May. 23, 2024 5:03 pm, Updated: May. 23, 2024 6:01 pm
CEDAR RAPIDS — For 18 years, Iowa State Athletic Director Jamie Pollard and his coaches and staff have barnstormed Iowa in a bus, making a dozen or so stops to hold events and talk with their fans.
It’s pretty low-tech for the 21st century, but the retail way works. Head football coach Matt Campbell signs autographs and poses for pictures with Cyclone fans who wait patiently in line.
Campbell understands the necessity, and so do his ISU colleagues. This isn’t Texas, or Ohio State, or Alabama. Iowa State has to work harder and be more personal with its customers. As it was a week ago Monday at the Veterans Memorial Building.
Many cars with Iowa State-themed license plates were parked on the Second Avenue Bridge above the Cedar River as their owners met with Pollard, Campbell, and the rest of the ISU crew.
These are good days for Cyclone sports. Iowa State finished 17th in the nation in the Directors’ Cup final winter standings for Division I athletic prowess.
That was second-best in the Big 12 to all-powerful, departing Texas, and ahead of power programs like Oregon, Georgia, Texas A&M and yes, Iowa (a very respectable 31st).
“We’ve never even been remotely close to 17th,” Pollard said. “(The standings) is not a subjective thing. It’s an objective thing. You’ve got to get to national championships and the postseason and produce, and our teams have done that.”
Pollard said if you looked at the budgets of the top 25 Directors’ Cup teams, his program is the most-efficient and “It’s not even close.”
Iowa State’s men’s basketball team won the Big 12 tournament and reached the NCAA Sweet 16. The Cyclone women basketballers took Stanford to overtime before losing in the NCAA second round. ISU’s wrestlers had their best NCAA tourney finish since 2010 at fourth place, six years after they were 45th.
In the fall, the Cyclones’ football team went 6-3 in the Big 12 and won four straight league road games.
And things may get better yet, competitively, in 2024-25.
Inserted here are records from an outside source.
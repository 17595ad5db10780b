//! Rename command configuration

/// Options controlling how collisions are renamed and reported
#[derive(Debug, Clone, PartialEq, Eq)]
pub struct RenameOptions {
    /// First counter tried when suffixing a displaced name
    pub first_suffix: u32,
    /// Word used for the entity kind in user messages
    pub entity_label: String,
}

impl RenameOptions {
    /// Create options with default settings
    pub fn new() -> Self {
        RenameOptions {
            first_suffix: 2,
            entity_label: "Structure".to_string(),
        }
    }

    /// Set the first suffix counter
    pub fn with_first_suffix(mut self, first_suffix: u32) -> Self {
        self.first_suffix = first_suffix;
        self
    }

    /// Set the entity label used in messages
    pub fn with_entity_label(mut self, label: impl Into<String>) -> Self {
        self.entity_label = label.into();
        self
    }
}

impl Default for RenameOptions {
    fn default() -> Self {
        Self::new()
    }
}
The football team was heavy on sophomores and freshmen last season and knows it has a quarterback in Rocco Becht. The men’s basketball team returns its talented guard trio of Tamin Lipsey, Keshon Gilbert and Curtis Jones, and forward Milan Momcilovic and is a fixture in preseason top 10s.
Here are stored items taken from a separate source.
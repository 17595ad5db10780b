//! Structure handles
//!
//! Every structure in a drawing carries a 64-bit handle that stays fixed
//! while its name changes. Handle 0 is reserved and never identifies a
//! structure.

use std::fmt;
use std::str::FromStr;

/// Stable identifier of a structure in a drawing
#[derive(Debug, Clone, Copy, PartialEq, Eq, Hash, PartialOrd, Ord)]
pub struct Handle(u64);

impl Handle {
    /// The null/invalid handle (0)
    pub const NULL: Handle = Handle(0);

    /// Create a new handle from a u64 value
    #[inline]
    pub const fn new(value: u64) -> Self {
        Handle(value)
    }

    /// Get the raw u64 value
    #[inline]
    pub const fn value(&self) -> u64 {
        self.0
    }

    /// Check if this is the null handle
    #[inline]
    pub const fn is_null(&self) -> bool {
        self.0 == 0
    }

    /// Check if this handle can identify a structure
    #[inline]
    pub const fn is_valid(&self) -> bool {
        self.0 != 0
    }
}

impl Default for Handle {
    fn default() -> Self {
        Handle::NULL
    }
}

impl From<u64> for Handle {
    fn from(value: u64) -> Self {
        Handle(value)
    }
}

impl From<Handle> for u64 {
    fn from(handle: Handle) -> Self {
        handle.0
    }
}

/// Parses the hexadecimal form drawings print handles in, with or without a
/// leading `0x`.
impl FromStr for Handle {
    type Err = std::num::ParseIntError;

    fn from_str(s: &str) -> Result<Self, Self::Err> {
        let digits = s
            .strip_prefix("0x")
            .or_else(|| s.strip_prefix("0X"))
            .unwrap_or(s);
        u64::from_str_radix(digits, 16).map(Handle)
    }
}

impl fmt::Display for Handle {
    fn fmt(&self, f: &mut fmt::Formatter<'_>) -> fmt::Result {
        write!(f, "{:#X}", self.0)
    }
}

impl fmt::UpperHex for Handle {
    fn fmt(&self, f: &mut fmt::Formatter<'_>) -> fmt::Result {
        fmt::UpperHex::fmt(&self.0, f)
    }
}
The women’s basketball team should be very good and deep, with a national star-in-the-making in Audi Crooks, who scored 40 points in ISU’s first-round NCAA win over Maryland.
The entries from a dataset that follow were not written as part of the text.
//! Test drawing builders.

#![allow(dead_code)]

use structure_rename::{Handle, Structure, StructureDocument};

/// Snapshot with handles 1, 2, 3... in the given order.
pub fn snapshot(names: &[&str]) -> Vec<Structure> {
    names
        .iter()
        .enumerate()
        .map(|(i, name)| Structure::new(Handle::new(i as u64 + 1), *name))
        .collect()
}

/// A small storm-sewer drawing: manholes, inlets and an outfall, with one
/// already-suffixed duplicate left over from an earlier rename.
pub fn sewer_document() -> (StructureDocument, Vec<Handle>) {
    let mut doc = StructureDocument::new();
    let handles = ["MH-1", "MH-2", "MH-2 (2)", "INL-1", "INL-2", "OUT-1"]
        .iter()
        .map(|name| doc.add_structure(*name).unwrap())
        .collect();
    (doc, handles)
}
Rest doesn’t come easily for Pollard, though. In the new College Football Playoff television deal the CFP will have with ESPN, the SEC and Big Ten would get a combined 58 percent of the base revenue distribution.
Big Ten members will get estimated potential CFP payouts per school at about $21 million to $12.3 million for Big 12 members.
Meanwhile, the NCAA and its power conferences are about to settle House v. NCAA to the tune of $2.77 billion for college athletes denied NIL compensation dating to 2016.
Reportedly, a settlement would include a new system in which between $15 million and $25 million a year can be distributed directly from a power-conference school to its athletes.
Said Pollard: “Every dollar you spend going forward, you’re going to have to ask yourself if it’s better to spend it on a student-athlete or is it better to spend on a program. If it’s on the program, what do you spend it on?
“It’s coming for all of us.”
Pollard persuaded his coaches to decline bonuses and take pay cuts during the COVID-19 pandemic to help keep him from cutting any jobs, let alone teams.
“We talked about if we keep everybody it will allow us to be successful when we come out of it,” he said. “I would say the fact that now we know there’s a problem, it allows us to do what we need to do to make sure we continue to be successful while I think other people are going to be deer in headlights.”